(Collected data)
★ ★ ★ ★ ★ ★ ★
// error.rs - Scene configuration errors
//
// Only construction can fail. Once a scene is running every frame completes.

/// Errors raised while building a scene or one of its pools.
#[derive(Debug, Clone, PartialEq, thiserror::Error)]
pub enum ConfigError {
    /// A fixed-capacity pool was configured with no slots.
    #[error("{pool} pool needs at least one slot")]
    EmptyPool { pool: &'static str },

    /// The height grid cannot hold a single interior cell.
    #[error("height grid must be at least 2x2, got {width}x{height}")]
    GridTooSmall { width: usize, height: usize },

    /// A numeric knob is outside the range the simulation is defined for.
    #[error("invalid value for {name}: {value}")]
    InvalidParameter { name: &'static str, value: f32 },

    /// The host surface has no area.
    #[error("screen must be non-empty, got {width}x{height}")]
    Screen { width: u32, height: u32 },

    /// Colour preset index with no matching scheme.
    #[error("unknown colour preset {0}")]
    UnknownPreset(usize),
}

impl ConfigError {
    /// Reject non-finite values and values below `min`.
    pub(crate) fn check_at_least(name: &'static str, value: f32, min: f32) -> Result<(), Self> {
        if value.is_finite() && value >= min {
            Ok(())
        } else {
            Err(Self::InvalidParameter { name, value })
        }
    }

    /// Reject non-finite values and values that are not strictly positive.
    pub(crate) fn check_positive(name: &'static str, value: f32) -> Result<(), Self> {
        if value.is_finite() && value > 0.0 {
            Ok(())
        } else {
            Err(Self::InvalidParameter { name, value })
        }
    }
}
★ ★ ★ ★ ★ ★ ★
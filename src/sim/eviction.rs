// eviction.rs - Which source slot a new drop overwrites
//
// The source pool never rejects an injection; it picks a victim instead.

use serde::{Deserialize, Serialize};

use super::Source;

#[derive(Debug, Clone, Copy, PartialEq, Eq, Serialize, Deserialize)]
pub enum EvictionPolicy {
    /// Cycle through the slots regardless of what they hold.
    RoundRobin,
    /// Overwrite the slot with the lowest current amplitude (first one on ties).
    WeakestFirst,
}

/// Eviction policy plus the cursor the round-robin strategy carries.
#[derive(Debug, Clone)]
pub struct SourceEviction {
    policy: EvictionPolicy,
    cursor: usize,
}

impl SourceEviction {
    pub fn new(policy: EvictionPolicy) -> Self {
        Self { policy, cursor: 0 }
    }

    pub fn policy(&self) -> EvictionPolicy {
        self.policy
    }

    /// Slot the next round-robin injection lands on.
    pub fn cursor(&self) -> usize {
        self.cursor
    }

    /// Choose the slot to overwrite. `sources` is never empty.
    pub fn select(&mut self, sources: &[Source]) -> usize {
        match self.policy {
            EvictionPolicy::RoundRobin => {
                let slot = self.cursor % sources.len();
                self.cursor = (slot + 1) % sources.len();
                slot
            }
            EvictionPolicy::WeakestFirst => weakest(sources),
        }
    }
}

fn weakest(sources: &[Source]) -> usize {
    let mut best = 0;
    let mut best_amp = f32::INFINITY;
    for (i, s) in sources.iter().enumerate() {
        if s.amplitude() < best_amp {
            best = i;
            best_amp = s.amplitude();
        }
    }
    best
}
★ ★ ★ ★ ★ ★ ★
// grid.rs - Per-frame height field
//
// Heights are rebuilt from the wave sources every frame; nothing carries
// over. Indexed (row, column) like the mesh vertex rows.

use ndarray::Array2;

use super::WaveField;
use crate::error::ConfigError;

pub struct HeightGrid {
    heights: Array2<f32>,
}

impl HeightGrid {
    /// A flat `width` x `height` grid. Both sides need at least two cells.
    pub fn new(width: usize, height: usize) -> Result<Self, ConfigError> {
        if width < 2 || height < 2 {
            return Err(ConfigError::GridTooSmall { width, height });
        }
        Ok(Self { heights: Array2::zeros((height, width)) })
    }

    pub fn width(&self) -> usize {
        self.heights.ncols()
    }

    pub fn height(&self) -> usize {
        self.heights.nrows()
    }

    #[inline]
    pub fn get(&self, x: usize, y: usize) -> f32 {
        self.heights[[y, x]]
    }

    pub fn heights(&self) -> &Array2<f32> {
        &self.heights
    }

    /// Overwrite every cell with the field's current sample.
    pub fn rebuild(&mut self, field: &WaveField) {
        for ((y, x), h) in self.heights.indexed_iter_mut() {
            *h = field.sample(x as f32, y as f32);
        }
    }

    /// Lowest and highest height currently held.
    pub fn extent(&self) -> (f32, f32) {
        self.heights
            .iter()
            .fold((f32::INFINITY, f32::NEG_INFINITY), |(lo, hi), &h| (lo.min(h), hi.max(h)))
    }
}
★ ★ ★ ★ ★ ★ ★
Count the lines in the records above that contain "static", please, and give the number without any other words.

4